Ad esempio, riportando il pensiero a Cambridge Analytica, è evidente il rischio che l’AI possa influenzare il dibattito democratico, proponendo articoli che confermano un pregiudizio anziché fornire ulteriori elementi, essenziali per formare un cervello pensante e votante (vogliamo essere ottimisti) ). Tutto ciò può alimentare rischi sistemici come l’incitamento all’odio, la discriminazione di ogni tipo, la limitazione della libertà di espressione online. Se, ad esempio, un post non rispecchia una posizione accettata, e riceve quindi commenti negativi, l’AI potrà marchiarlo come “illegittimo” e rimuovere il contenuto e il suo autore dalla piattaforma. (Non è fantascienza. Tutto questo accade ed è oggetto di una nuova regolamentazione europea, il Digital Services Act.) Contestare la decisione algoritmica è teoricamente possibile, così come ottenere un intervento di revisione umana. Tuttavia, per farlo in modo efficace, bisognerebbe conoscere la logica decisionale dell’IA. Le piattaforme, tuttavia, non sono particolarmente pronte a fornire queste spiegazioni perché espongono la loro proprietà industriale a rischi e perché la moderazione umana costa denaro (a meno che non esternalizzino la funzione a paesi in via di sviluppo, senza tutele in materia di diritto del lavoro, e anche questo abbiamo sentito dire) prima.) E qui entra in gioco il ruolo delle autorità di vigilanza.

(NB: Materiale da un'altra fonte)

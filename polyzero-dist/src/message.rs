//! Tagged protocol messages

use rustc_hash::FxHashMap;

use polyzero_core::StateDict;

use crate::wire::{Deserializer, ProtocolError, Serializer};

const TAG_NULL: u8 = 0;
const TAG_REQUEST_MODEL: u8 = 1;
const TAG_REPLY_MODEL: u8 = 2;
const TAG_REQUEST_STATE_DICT: u8 = 3;
const TAG_REPLY_STATE_DICT: u8 = 4;
const TAG_TRAIN_DATA: u8 = 5;
const TAG_GAME_RESULT: u8 = 6;

/// One finished game: the reward and, per participating model, the fraction
/// of moves it played.
#[derive(Clone, Debug, PartialEq)]
pub struct GameOutcome {
    pub reward: f32,
    pub ratios: FxHashMap<String, f32>,
}

/// Protocol message, one byte tag plus inline-serialised fields.
#[derive(Clone, Debug, PartialEq)]
pub enum Message {
    Null,
    RequestModel {
        want_new: bool,
        model_id: String,
    },
    ReplyModel {
        model_id: String,
        version: i32,
    },
    RequestStateDict {
        model_id: String,
    },
    ReplyStateDict {
        found: bool,
        state_dict: Option<StateDict>,
    },
    TrainData {
        blob: Vec<u8>,
    },
    GameResult {
        results: Vec<GameOutcome>,
    },
}

impl Message {
    pub fn encode(&self) -> Vec<u8> {
        let mut s = Serializer::new();
        match self {
            Message::Null => s.write_u8(TAG_NULL),
            Message::RequestModel { want_new, model_id } => {
                s.write_u8(TAG_REQUEST_MODEL);
                s.write_bool(*want_new);
                s.write_str(model_id);
            }
            Message::ReplyModel { model_id, version } => {
                s.write_u8(TAG_REPLY_MODEL);
                s.write_str(model_id);
                s.write_i32(*version);
            }
            Message::RequestStateDict { model_id } => {
                s.write_u8(TAG_REQUEST_STATE_DICT);
                s.write_str(model_id);
            }
            Message::ReplyStateDict { found, state_dict } => {
                s.write_u8(TAG_REPLY_STATE_DICT);
                s.write_bool(*found);
                if let Some(state_dict) = state_dict {
                    s.write_state_dict(state_dict);
                }
            }
            Message::TrainData { blob } => {
                s.write_u8(TAG_TRAIN_DATA);
                s.write_bytes(blob);
            }
            Message::GameResult { results } => {
                s.write_u8(TAG_GAME_RESULT);
                for outcome in results {
                    s.write_f32(outcome.reward);
                    s.write_ratio_map(&outcome.ratios);
                }
            }
        }
        s.into_vec()
    }

    pub fn decode(buf: &[u8]) -> Result<Message, ProtocolError> {
        let mut d = Deserializer::new(buf);
        let tag = d.read_u8()?;
        match tag {
            TAG_NULL => Ok(Message::Null),
            TAG_REQUEST_MODEL => Ok(Message::RequestModel {
                want_new: d.read_bool()?,
                model_id: d.read_str()?,
            }),
            TAG_REPLY_MODEL => Ok(Message::ReplyModel {
                model_id: d.read_str()?,
                version: d.read_i32()?,
            }),
            TAG_REQUEST_STATE_DICT => Ok(Message::RequestStateDict {
                model_id: d.read_str()?,
            }),
            TAG_REPLY_STATE_DICT => {
                let found = d.read_bool()?;
                let state_dict = if found { Some(d.read_state_dict()?) } else { None };
                Ok(Message::ReplyStateDict { found, state_dict })
            }
            TAG_TRAIN_DATA => Ok(Message::TrainData {
                blob: d.read_bytes()?,
            }),
            TAG_GAME_RESULT => {
                // Outcomes are packed back to back until the payload ends.
                let mut results = Vec::new();
                while !d.is_empty() {
                    let reward = d.read_f32()?;
                    let ratios = d.read_ratio_map()?;
                    results.push(GameOutcome { reward, ratios });
                }
                Ok(Message::GameResult { results })
            }
            other => Err(ProtocolError::UnknownTag(other)),
        }
    }
}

Il sistema di cooperazione previsto dal regolamento europeo sulla privacy prevede che la competenza a vigilare su questo tipo di trattamenti spetti alle autorità di protezione dei dati dei paesi in cui questi colossi hanno il loro stabilimento principale. Essenzialmente Irlanda e Lussemburgo. C’è solo un “piccolo” problema. Per qualche imperscrutabile motivo – diciamo “imperscrutabile” per non urtare la sensibilità di nessuno – questi paesi non hanno regole procedurali chiare sulla gestione dei reclami, con la conseguenza che, nella stragrande maggioranza dei casi, non viene svolta alcuna indagine e raramente qualche tipo di intervento. In altre parole, il sistema non funziona proprio per il trattamento dei dati personali per il quale dovrebbe funzionare meglio.

Non regolamentando tempestivamente l’attività delle proprie autorità di controllo, questi paesi consentono, di fatto, la creazione di veri e propri paradisi della privacy. Questa è una violazione delle normative europee. La Commissione Europea potrebbe intervenire con una procedura di infrazione. Finora, però, non ha fatto molto. Forse i negoziati per la nuova Commissione potranno tenere conto di questo stato di cose. È davvero arrivato il momento di agire in modo costruttivo. In effetti, siamo già molto in ritardo.